Reducing barriers to venues gaining pavement licenses and late-opening licenses, for example, is crucial to maintaining physical distancing, using both spatial and temporal advantages of the city to increase capacity and profit margins for hospitality industries, whilst encouraging people back into the city centre to support adjacent businesses too. At City of Sydney, things are now moving at “100 miles an hour” towards these goals, says Libby Harris in preparation for Sydney’s first pandemic summer. Indeed the GNRP’s third chapter features Sydney as “an encouraging example” and “now at the forefront of global 24-hour city visioning, planning, data and impact evaluation”.

Meanwhile, the government is in the process of hiring for a full time position tasked with liaising between state government, local government and private industry stakeholders to ensure its 24 Hour Strategy doesn’t simply collect dust on a shelf. At long last, Sydney is effectively getting its own night mayor, though the successful applicant won’t have the evocative title of “Night Mayor” or “Night Czar” conferred on similar positions in cities like Amsterdam, New York or London. Instead, Sydney will soon salute a “Coordinator General of the 24 Hour Economy Strategy”. Catchy. 

Giant illuminated roosters for Sydney’s Chinese New Year celebrations (Photo via City of Sydney)

Healing Sydney’s “identity crisis”

The future of Sydney nightlife now rests in our well sanitised hands. We owe it to the business owners frantically pivoting their way towards new revenue streams, new licenses and new entertainment ideas to get off the couch and experience Sydney’s nightlife in this strange new context. We owe it to the business owners elbow deep in grant and support applications, who cannot open at all right now, to prove there is and will be an appetite for their offering once restrictions are relaxed. And we owe it to ourselves to enjoy some good news and good times when they come to us. 

When asked about their hopes for next year, City of Sydney’s Libby Harris, Keep Sydney Open’s Tyson Koh and Music NSW’s Emily Collins all shared a similar vision. 

“If all we talk about is booze and violence, that’s all we’re ever going to get,” says Harris. “I hope people will look at our vision for a more cultural and creative city at night and say, ‘yeah – we want that!’”

“No one needs more convincing that Sydney’s vibrancy can bounce back than Sydneysiders themselves,”

“This is a city that too often talks itself down as somewhere that isn’t about culture and nightlife,” says Collins. “But what we have seen recently is that Sydney does actually show up for the Arts – there is a strong community sentiment about supporting these things. Sydney needs to get past its identity crisis, and Covid is an opportunity for a mindset shift. We live in an incredible city and I’d love its narrative to be more about the great things it has to offer than about the things that it doesn’t.”

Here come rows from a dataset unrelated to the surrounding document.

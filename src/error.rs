//! Error types for every stage of the compute pipeline.
//!
//! Each stage has its own enum so callers can tell a startup failure from a
//! per-call failure. [`Error`] folds them together for callers that do not care.

use std::fmt;
use std::io;
use std::path::PathBuf;

use khronos_egl as egl;
use thiserror::Error;

use crate::dispatch::Workgroups;

/// A GL error flag as returned by `glGetError`.
#[derive(Debug, Clone, Copy, PartialEq, Eq, Hash)]
pub struct GlError(pub u32);

impl GlError {
    /// Symbolic name of the flag, or `"GL_UNKNOWN_ERROR"`.
    pub fn name(self) -> &'static str {
        match self.0 {
            glow::INVALID_ENUM => "GL_INVALID_ENUM",
            glow::INVALID_VALUE => "GL_INVALID_VALUE",
            glow::INVALID_OPERATION => "GL_INVALID_OPERATION",
            glow::STACK_OVERFLOW => "GL_STACK_OVERFLOW",
            glow::STACK_UNDERFLOW => "GL_STACK_UNDERFLOW",
            glow::OUT_OF_MEMORY => "GL_OUT_OF_MEMORY",
            glow::INVALID_FRAMEBUFFER_OPERATION => "GL_INVALID_FRAMEBUFFER_OPERATION",
            glow::CONTEXT_LOST => "GL_CONTEXT_LOST",
            _ => "GL_UNKNOWN_ERROR",
        }
    }

    /// Native error code.
    pub fn code(self) -> u32 {
        self.0
    }
}

impl fmt::Display for GlError {
    fn fmt(&self, f: &mut fmt::Formatter<'_>) -> fmt::Result {
        write!(f, "{} (0x{:04x})", self.name(), self.0)
    }
}

/// The compute context could not be bound to the calling thread.
#[derive(Debug, Error)]
#[error("failed to make the compute context current: {0}")]
pub struct CurrentError(pub egl::Error);

/// Failures while opening a [`Device`](crate::Device). All of them are fatal to startup.
#[derive(Debug, Error)]
pub enum DeviceError {
    #[error("cannot open {}: {source}", .path.display())]
    OpenFailed {
        path: PathBuf,
        #[source]
        source: nix::Error,
    },

    #[error("cannot create GBM device on {}: {source}", .path.display())]
    BackendInitFailed {
        path: PathBuf,
        #[source]
        source: io::Error,
    },

    #[error("libEGL is not available: {0}")]
    EglUnavailable(String),

    #[error("failed to get EGL display")]
    NoDisplay,

    #[error("failed to initialize EGL: {0}")]
    InitFailed(egl::Error),

    #[error("no EGL config supports desktop OpenGL")]
    NoConfig,

    #[error("failed to create EGL context, error: {0} ({0:?})")]
    ContextCreateFailed(egl::Error),

    #[error("failed to make EGL context current: {0}")]
    MakeCurrentFailed(egl::Error),

    #[error("failed to load GL entry point {0}")]
    LoaderFailed(&'static str),

    #[error("GL {found} does not support compute shaders (need {}.{})", .required.0, .required.1)]
    Unsupported { found: String, required: (u32, u32) },
}

/// Failures while building a [`Kernel`](crate::Kernel).
#[derive(Debug, Error)]
pub enum CompileError {
    #[error("compute shader compilation failed:\n{0}")]
    ShaderCompileFailed(String),

    #[error("shader program linking failed:\n{0}")]
    LinkFailed(String),

    #[error("cannot read kernel source {}: {source}", .path.display())]
    Io {
        path: PathBuf,
        #[source]
        source: io::Error,
    },

    #[error("failed to allocate GL object: {0}")]
    CreateFailed(String),

    #[error(transparent)]
    Current(#[from] CurrentError),
}

/// Failures while moving data in or out of a [`StorageBuffer`](crate::StorageBuffer).
#[derive(Debug, Error)]
pub enum GpuError {
    #[error("failed to allocate GL buffer: {0}")]
    CreateFailed(String),

    #[error("buffer has no storage; call set_data or set_size first")]
    Empty,

    #[error("{bytes} bytes exceeds the largest GL buffer size")]
    TooLarge { bytes: usize },

    #[error("GL error: {0}")]
    Backend(GlError),

    #[error(transparent)]
    Current(#[from] CurrentError),
}

/// Failures while dispatching a kernel.
#[derive(Debug, Error)]
pub enum DispatchError {
    #[error("uniform '{name}' has {len} components; only 1 to 4 are supported")]
    UnsupportedUniformArity { name: String, len: usize },

    #[error("workgroup counts {}x{}x{} outside 1..={:?}", .groups.x, .groups.y, .groups.z, .max)]
    InvalidWorkgroups { groups: Workgroups, max: [u32; 3] },

    #[error("{count} buffers bound but the device has {max} storage slots")]
    TooManyBuffers { count: usize, max: u32 },

    #[error("{0} belongs to a different device")]
    ForeignResource(&'static str),

    #[error("kernel has no active uniform named '{0}'")]
    UnknownUniform(String),

    #[error("GL error: {0}")]
    BackendError(GlError),

    #[error(transparent)]
    Current(#[from] CurrentError),
}

impl DispatchError {
    /// Whether the GPU state may be corrupt and the session should end.
    pub fn is_terminal(&self) -> bool {
        matches!(self, DispatchError::BackendError(_) | DispatchError::Current(_))
    }
}

/// Any error produced by this crate.
#[derive(Debug, Error)]
pub enum Error {
    #[error(transparent)]
    Device(#[from] DeviceError),
    #[error(transparent)]
    Compile(#[from] CompileError),
    #[error(transparent)]
    Gpu(#[from] GpuError),
    #[error(transparent)]
    Dispatch(#[from] DispatchError),
}

pub type Result<T, E = Error> = std::result::Result<T, E>;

“No one needs more convincing that Sydney’s vibrancy can bounce back than Sydneysiders themselves,” Koh echoes. “But whether it does or not is completely up to us. Up to us to go out, attend events, go to restaurants. It’s up to us to start businesses if we have a sound plan or an idea to rejuvenate much-loved precincts. And the government has a responsibility to enact the strategy that they devised; there’s a mutual obligation to make sure that the nighttime economy doesn’t fall by the wayside.”

Many challenges for the industry are still to come but, thanks to the sustained and increasingly well organised efforts of nightlife advocates across the industry, the community and local councils, the New South Wales State Government has, finally, come to the party on nightlife. So will you?

Update – In the weeks following this article’s release, the Liquor Amendment (24 Hour Economy) Bill passed through New South Wales State Parliament’s lower house, overhauling more than 600 pieces of antiquated legislation relating to liquor licensing, development consents and live music restrictions, in what is being described as a “monumental change” in favour of nightlife venues and performance industries.